→ **What you should do**
Scan the material for the string "path" and copy out every line in which it occurs.

+ + +

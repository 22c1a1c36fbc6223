mod common;

use common::test_helpers::{limiter, rule, T0_MILLIS};
use tollgate::prelude::*;

#[tokio::test(flavor = "multi_thread", worker_threads = 8)]
async fn concurrent_burst_on_one_key_admits_exactly_capacity() {
    let clock = ManualClock::new(T0_MILLIS);
    let svc = limiter(&clock, &[("upload", rule(25, 0.001, Scope::Principal))]);

    let mut handles = Vec::new();
    for _ in 0..500 {
        let svc = svc.clone();
        handles.push(tokio::spawn(async move { svc.is_allowed("upload", "principal:u1", 1).await }));
    }
    let mut admitted = 0;
    for handle in handles {
        if handle.await.unwrap().is_allowed() {
            admitted += 1;
        }
    }
    assert_eq!(admitted, 25);

    let stats = svc.stats();
    assert_eq!(stats.admitted, 25);
    assert_eq!(stats.throttled, 475);
}

#[tokio::test(flavor = "multi_thread", worker_threads = 8)]
async fn concurrent_bursts_on_distinct_keys_do_not_interfere() {
    let clock = ManualClock::new(T0_MILLIS);
    let svc = limiter(&clock, &[("search", rule(5, 0.001, Scope::Origin))]);

    let mut handles = Vec::new();
    for identity in 0..20 {
        for _ in 0..10 {
            let svc = svc.clone();
            handles.push(tokio::spawn(async move {
                let id = format!("origin:10.0.0.{identity}");
                (identity, svc.is_allowed("search", &id, 1).await.is_allowed())
            }));
        }
    }
    let mut per_identity = [0u32; 20];
    for handle in handles {
        let (identity, allowed) = handle.await.unwrap();
        if allowed {
            per_identity[identity] += 1;
        }
    }
    assert!(per_identity.iter().all(|n| *n == 5), "{per_identity:?}");
}

#[tokio::test(flavor = "multi_thread", worker_threads = 4)]
async fn reload_during_traffic_never_sees_partial_registry() {
    let clock = ManualClock::new(T0_MILLIS);
    let svc = limiter(&clock, &[("a", rule(1_000, 1.0, Scope::Origin)), ("b", rule(1_000, 1.0, Scope::Origin))]);

    let reader = {
        let svc = svc.clone();
        tokio::spawn(async move {
            for _ in 0..2_000 {
                let a = svc.rule_for("a").map(|r| r.capacity());
                let b = svc.rule_for("b").map(|r| r.capacity());
                // Both rules are always swapped together; a snapshot never mixes.
                assert!(a.is_some() && b.is_some());
                tokio::task::yield_now().await;
            }
        })
    };

    for capacity in 1..200u32 {
        let next = RuleRegistry::builder()
            .rule("a", rule(capacity, 1.0, Scope::Origin))
            .rule("b", rule(capacity, 1.0, Scope::Origin))
            .build()
            .unwrap();
        svc.reload(next).unwrap();
        tokio::task::yield_now().await;
    }
    reader.await.unwrap();
    assert_eq!(svc.rule_for("a").unwrap().capacity(), 199);
}
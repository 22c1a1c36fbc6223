//! Bounded storage calls.

use super::{BucketLimits, RateLimitStorage, StorageError};
use crate::decision::Decision;
use crate::key::RateLimitKey;
use async_trait::async_trait;
use std::future::Future;
use std::sync::Arc;
use std::time::Duration;

/// Wraps a backend so no call waits longer than `timeout`.
///
/// A slow backend becomes [`StorageError::Timeout`], which the algorithm turns
/// into an admission. The abandoned call is dropped; for the Redis backend the
/// script may still run to completion server-side.
#[derive(Debug, Clone)]
pub struct TimeoutStorage {
    inner: Arc<dyn RateLimitStorage>,
    timeout: Duration,
}

impl TimeoutStorage {
    /// Panics if `timeout` is zero.
    pub fn new(inner: Arc<dyn RateLimitStorage>, timeout: Duration) -> Self {
        assert!(timeout > Duration::ZERO, "storage timeout must be non-zero");
        Self { inner, timeout }
    }

    pub fn timeout(&self) -> Duration {
        self.timeout
    }

    pub fn inner(&self) -> &Arc<dyn RateLimitStorage> {
        &self.inner
    }

    async fn bounded<T, F>(&self, fut: F) -> Result<T, StorageError>
    where
        F: Future<Output = Result<T, StorageError>> + Send,
    {
        match tokio::time::timeout(self.timeout, fut).await {
            Ok(result) => result,
            Err(_) => Err(StorageError::Timeout { backend: self.inner.name(), after: self.timeout }),
        }
    }
}

#[async_trait]
impl RateLimitStorage for TimeoutStorage {
    fn name(&self) -> &'static str {
        self.inner.name()
    }

    async fn check_and_consume(
        &self,
        key: &RateLimitKey,
        limits: BucketLimits,
        cost: u32,
    ) -> Result<Decision, StorageError> {
        self.bounded(self.inner.check_and_consume(key, limits, cost)).await
    }

    async fn peek(&self, key: &RateLimitKey, limits: BucketLimits) -> Result<f64, StorageError> {
        self.bounded(self.inner.peek(key, limits)).await
    }

    async fn reset(&self, key: &RateLimitKey) -> Result<(), StorageError> {
        self.bounded(self.inner.reset(key)).await
    }
}
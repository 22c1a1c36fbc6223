//! Convenient re-exports for common Tollgate types.
pub use crate::{
    audit::{AuditSink, MemoryAuditSink, NonBlockingAuditSink, TracingAuditSink, ViolationEvent},
    clock::{Clock, ManualClock, SystemClock},
    config::{LimiterConfig, Settings},
    decision::{Admission, AdmissionBasis, Decision},
    middleware::{
        ClientAddr, DefaultIdentityResolver, IdentityResolver, Principal, RateLimitLayer,
        RequestCost, ResourceId, RouteTable, RouteTableHandle,
    },
    registry::{RegistryHandle, RuleRegistry},
    rule::{RateLimitRule, Scope, StorageKind},
    storage::{InMemoryStorage, RateLimitStorage, StorageError},
    LimiterError, RateLimiterService,
};
impl<S> Layer<S> for RateLimitLayer {
    type Service = RateLimitMiddleware<S>;

    fn layer(&self, inner: S) -> Self::Service {
        RateLimitMiddleware {
            inner,
            service: self.service.clone(),
            routes: self.routes.clone(),
            resolver: Arc::clone(&self.resolver),
        }
    }
}

/// Middleware service produced by [`RateLimitLayer`].
#[derive(Clone)]
pub struct RateLimitMiddleware<S> {
    inner: S,
    service: RateLimiterService,
    routes: RouteTableHandle,
    resolver: Arc<dyn IdentityResolver>,
}

impl<S: fmt::Debug> fmt::Debug for RateLimitMiddleware<S> {
    fn fmt(&self, f: &mut fmt::Formatter<'_>) -> fmt::Result {
        f.debug_struct("RateLimitMiddleware").field("inner", &self.inner).finish_non_exhaustive()
    }
}

impl<S, ReqBody, ResBody> Service<Request<ReqBody>> for RateLimitMiddleware<S>
where
    S: Service<Request<ReqBody>, Response = Response<ResBody>> + Clone + Send + 'static,
    S::Future: Send + 'static,
    ReqBody: Send + 'static,
    ResBody: From<String> + Send + 'static,
{
    type Response = Response<ResBody>;
    type Error = S::Error;
    type Future = Pin<Box<dyn Future<Output = Result<Self::Response, Self::Error>> + Send>>;

    fn poll_ready(&mut self, cx: &mut Context<'_>) -> Poll<Result<(), Self::Error>> {
        self.inner.poll_ready(cx)
    }

    fn call(&mut self, req: Request<ReqBody>) -> Self::Future {
        // Take the service that was polled ready and leave a fresh clone behind.
        let clone = self.inner.clone();
        let mut inner = std::mem::replace(&mut self.inner, clone);
        let service = self.service.clone();
        let resolver = Arc::clone(&self.resolver);
        let routes = self.routes.snapshot();

        Box::pin(async move {
            let Some(route) = routes.resolve(req.method(), req.uri().path()).cloned() else {
                trace!(target: "tollgate::middleware", path = req.uri().path(), "unmapped route");
                return inner.call(req).await;
            };

            let (parts, body) = req.into_parts();
            let cost = parts.extensions.get::<RequestCost>().map_or(route.cost, |c| c.0);
            let rule = service.rule_for(&route.endpoint_id);
            let scope = rule.as_ref().map_or(Scope::Origin, |r| r.scope());
            let identity = resolver.resolve(&parts, scope);
            let req = Request::from_parts(parts, body);

            let admission = service.admit(&route.endpoint_id, rule, &identity, cost).await;
            let Some(rule) = admission.rule.clone().filter(|_| admission.is_enforced()) else {
                return inner.call(req).await;
            };

            if !admission.is_allowed() {
                debug!(
                    target: "tollgate::middleware",
                    endpoint = %route.endpoint_id,
                    identity = %identity,
                    retry_after = admission.retry_after(),
                    "rejecting request"
                );
                return Ok(throttled_response(&admission, &rule));
            }

            let mut response = inner.call(req).await?;
            annotate(&mut response, &admission, &rule);
            Ok(response)
        })
    }
}
//! Error taxonomy for the admission engine.
//!
//! Only configuration problems ever reach a caller as an `Err`. Every other
//! variant is logged where it happens and converted into an admission, so the
//! limiter can never be the reason a protected service stops answering.

use crate::storage::StorageError;

/// Errors produced by the admission engine.
#[derive(thiserror::Error, Debug)]
pub enum LimiterError {
    /// No rule is registered for the endpoint. Treated as allow.
    #[error("no rate limit rule configured for endpoint '{endpoint}'")]
    RuleNotConfigured {
        /// Endpoint identifier that had no rule.
        endpoint: String,
    },
    /// The rule exists but is switched off. Treated as allow.
    #[error("rate limit rule for endpoint '{endpoint}' is disabled")]
    RuleDisabled {
        /// Endpoint identifier whose rule is disabled.
        endpoint: String,
    },
    /// The storage backend could not answer. Treated as allow.
    #[error("storage unavailable: {0}")]
    StorageUnavailable(#[from] StorageError),
    /// A rule failed validation. Fatal at startup.
    #[error("invalid configuration for endpoint '{endpoint}': {reason}")]
    ConfigurationInvalid {
        /// Endpoint identifier of the offending rule (or `*` for global settings).
        endpoint: String,
        /// Human readable explanation.
        reason: String,
    },
    /// Unexpected failure inside the decision logic. Treated as allow.
    #[error("algorithm internal error: {0}")]
    AlgorithmInternal(String),
    /// The configuration document could not be read.
    #[error("failed to read configuration: {0}")]
    ConfigIo(#[from] std::io::Error),
    /// The configuration document is not valid JSON for the expected shape.
    #[error("failed to parse configuration: {0}")]
    ConfigParse(#[from] serde_json::Error),
}

impl LimiterError {
    /// Shorthand for a `ConfigurationInvalid` error.
    pub fn invalid(endpoint: impl Into<String>, reason: impl Into<String>) -> Self {
        Self::ConfigurationInvalid { endpoint: endpoint.into(), reason: reason.into() }
    }

    /// True for every variant the engine resolves by admitting the request.
    pub fn fails_open(&self) -> bool {
        matches!(
            self,
            Self::RuleNotConfigured { .. }
                | Self::RuleDisabled { .. }
                | Self::StorageUnavailable(_)
                | Self::AlgorithmInternal(_)
        )
    }

    /// True if this error must abort startup.
    pub fn is_fatal(&self) -> bool {
        matches!(self, Self::ConfigurationInvalid { .. } | Self::ConfigIo(_) | Self::ConfigParse(_))
    }
}
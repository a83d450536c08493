use std::sync::{Arc, Mutex, MutexGuard};

use super::RagFlag;

/// Counter values at a point in time
#[derive(Debug, Clone, Copy, Default, PartialEq, Eq)]
pub struct StatsSnapshot {
    /// Generation failures (transport, empty stream, malformed output)
    pub errors: u64,
    /// RAG documents whose publish call completed, whatever the status
    pub rag_generated: u64,
    /// NO-RAG documents whose publish call completed, whatever the status
    pub no_rag_generated: u64,
    /// RAG documents the storage API confirmed as created
    pub rag_persisted: u64,
    /// NO-RAG documents the storage API confirmed as created
    pub no_rag_persisted: u64,
}

/// Run-wide counters shared by every generation task.
///
/// Cloning hands out another handle to the same counters. All updates go
/// through a single lock so concurrent tasks never lose an increment.
#[derive(Debug, Clone, Default)]
pub struct RunStatistics {
    inner: Arc<Mutex<StatsSnapshot>>,
}

impl RunStatistics {
    pub fn new() -> Self {
        Self::default()
    }

    fn lock(&self) -> MutexGuard<'_, StatsSnapshot> {
        // A panicking task cannot leave the counters half-updated
        self.inner.lock().unwrap_or_else(|e| e.into_inner())
    }

    pub fn record_error(&self) {
        self.lock().errors += 1;
    }

    /// Record a completed publish attempt for one variant
    pub fn record_publish(&self, rag: RagFlag, persisted: bool) {
        let mut stats = self.lock();
        match rag {
            RagFlag::Rag => {
                stats.rag_generated += 1;
                if persisted {
                    stats.rag_persisted += 1;
                }
            }
            RagFlag::NoRag => {
                stats.no_rag_generated += 1;
                if persisted {
                    stats.no_rag_persisted += 1;
                }
            }
        }
    }

    pub fn snapshot(&self) -> StatsSnapshot {
        *self.lock()
    }
}

#[cfg(test)]
mod tests {
    use super::*;

    #[test]
    fn test_record_publish_splits_attempted_and_persisted() {
        let stats = RunStatistics::new();
        stats.record_publish(RagFlag::Rag, true);
        stats.record_publish(RagFlag::Rag, false);
        stats.record_publish(RagFlag::NoRag, false);

        let snap = stats.snapshot();
        assert_eq!(snap.rag_generated, 2);
        assert_eq!(snap.rag_persisted, 1);
        assert_eq!(snap.no_rag_generated, 1);
        assert_eq!(snap.no_rag_persisted, 0);
        assert_eq!(snap.errors, 0);
    }

    #[test]
    fn test_concurrent_error_increments_are_not_lost() {
        const THREADS: u64 = 16;
        const PER_THREAD: u64 = 5_000;

        let stats = RunStatistics::new();
        let handles: Vec<_> = (0..THREADS)
            .map(|_| {
                let stats = stats.clone();
                std::thread::spawn(move || {
                    for _ in 0..PER_THREAD {
                        stats.record_error();
                    }
                })
            })
            .collect();

        for handle in handles {
            handle.join().unwrap();
        }

        assert_eq!(stats.snapshot().errors, THREADS * PER_THREAD);
    }

    #[tokio::test(flavor = "multi_thread", worker_threads = 4)]
    async fn test_concurrent_tasks_share_counters() {
        let stats = RunStatistics::new();
        let mut set = tokio::task::JoinSet::new();
        for _ in 0..8 {
            let stats = stats.clone();
            set.spawn(async move {
                for i in 0..1_000 {
                    stats.record_publish(RagFlag::Rag, i % 2 == 0);
                    stats.record_publish(RagFlag::NoRag, true);
                    tokio::task::yield_now().await;
                }
            });
        }
        while let Some(res) = set.join_next().await {
            res.unwrap();
        }

        let snap = stats.snapshot();
        assert_eq!(snap.rag_generated, 8_000);
        assert_eq!(snap.rag_persisted, 4_000);
        assert_eq!(snap.no_rag_generated, 8_000);
        assert_eq!(snap.no_rag_persisted, 8_000);
    }
}
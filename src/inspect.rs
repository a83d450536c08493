use anyhow::{Context, Result};
use tracing::warn;

use crate::io::{ArticleApiClient, ChromaClient, Collection};
use crate::models::DateWindow;

/// A vector collection and its document count, if it could be read
#[derive(Debug, Clone)]
pub struct CollectionStat {
    pub collection: Collection,
    pub documents: Option<usize>,
}

/// List every collection of the vector index with its document count
pub async fn collection_stats(chroma: &ChromaClient) -> Result<Vec<CollectionStat>> {
    let collections = chroma
        .list_collections()
        .await
        .context("Failed to list vector collections")?;

    let mut stats = Vec::with_capacity(collections.len());
    for collection in collections {
        let documents = match chroma.count(&collection).await {
            Ok(n) => Some(n),
            Err(e) => {
                warn!(collection = %collection.name, "count failed: {}", e);
                None
            }
        };
        stats.push(CollectionStat {
            collection,
            documents,
        });
    }
    Ok(stats)
}

/// Items stored by one source over a window
#[derive(Debug, Clone, PartialEq, Eq)]
pub struct SourceCount {
    pub source: String,
    pub total_items: usize,
    /// Days whose count could not be read
    pub failed_days: usize,
}

/// Sum the article store's per-day item counts for each source
pub async fn count_items(
    articles: &ArticleApiClient,
    sources: &[String],
    window: &DateWindow,
) -> Vec<SourceCount> {
    let mut counts: Vec<SourceCount> = sources
        .iter()
        .map(|s| SourceCount {
            source: s.clone(),
            total_items: 0,
            failed_days: 0,
        })
        .collect();

    for day in window.days() {
        for entry in counts.iter_mut() {
            match articles.count_items(&entry.source, day).await {
                Ok(n) => entry.total_items += n,
                Err(e) => {
                    warn!(source = %entry.source, %day, "count failed: {}", e);
                    entry.failed_days += 1;
                }
            }
        }
    }
    counts
}
use tracing::{debug, warn};

use crate::io::{collection_name, ChromaClient, ClientError, Collection};
use crate::llm::OllamaClient;

/// Top-K similarity lookup against one source's vector collection.
///
/// Built once per source and shared read-only by all of that source's tasks.
#[derive(Debug, Clone)]
pub struct ContextRetriever {
    chroma: ChromaClient,
    embedder: OllamaClient,
    embedding_model: String,
    collection: Option<Collection>,
    top_k: usize,
}

impl ContextRetriever {
    /// Fetch or create the source's collection.
    ///
    /// If the index cannot be reached the retriever still works but every
    /// lookup yields an empty context.
    pub async fn for_source(
        chroma: ChromaClient,
        embedder: OllamaClient,
        embedding_model: impl Into<String>,
        source: &str,
        top_k: usize,
    ) -> Self {
        let name = collection_name(source);
        let collection = match chroma.get_or_create_collection(&name).await {
            Ok(collection) => Some(collection),
            Err(e) => {
                warn!(source, collection = %name, "vector collection unavailable: {}", e);
                None
            }
        };
        Self {
            chroma,
            embedder,
            embedding_model: embedding_model.into(),
            collection,
            top_k,
        }
    }

    pub fn collection(&self) -> Option<&Collection> {
        self.collection.as_ref()
    }

    /// Ordered context texts for a headline; empty on any failure
    pub async fn query_context(&self, headline: &str) -> Vec<String> {
        match self.try_query(headline).await {
            Ok(context) => {
                debug!(headline, found = context.len(), "context retrieved");
                context
            }
            Err(e) => {
                warn!(headline, "context lookup failed, continuing without context: {}", e);
                Vec::new()
            }
        }
    }

    async fn try_query(&self, headline: &str) -> Result<Vec<String>, ClientError> {
        let Some(collection) = &self.collection else {
            return Ok(Vec::new());
        };
        let mut embeddings = self
            .embedder
            .embed(&self.embedding_model, &[headline.to_string()])
            .await?;
        let embedding = embeddings.pop().unwrap_or_default();
        self.chroma.query(collection, embedding, self.top_k).await
    }
}
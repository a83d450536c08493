pub mod articles;
pub mod chroma;
pub mod error;
pub mod storage;

pub use articles::*;
pub use chroma::*;
pub use error::ClientError;
pub use storage::*;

+ + +

→ **Worked solution**
            let Some(route) = routes.resolve(req.method(), req.uri().path()).cloned() else {
                trace!(target: "tollgate::middleware", path = req.uri().path(), "unmapped route");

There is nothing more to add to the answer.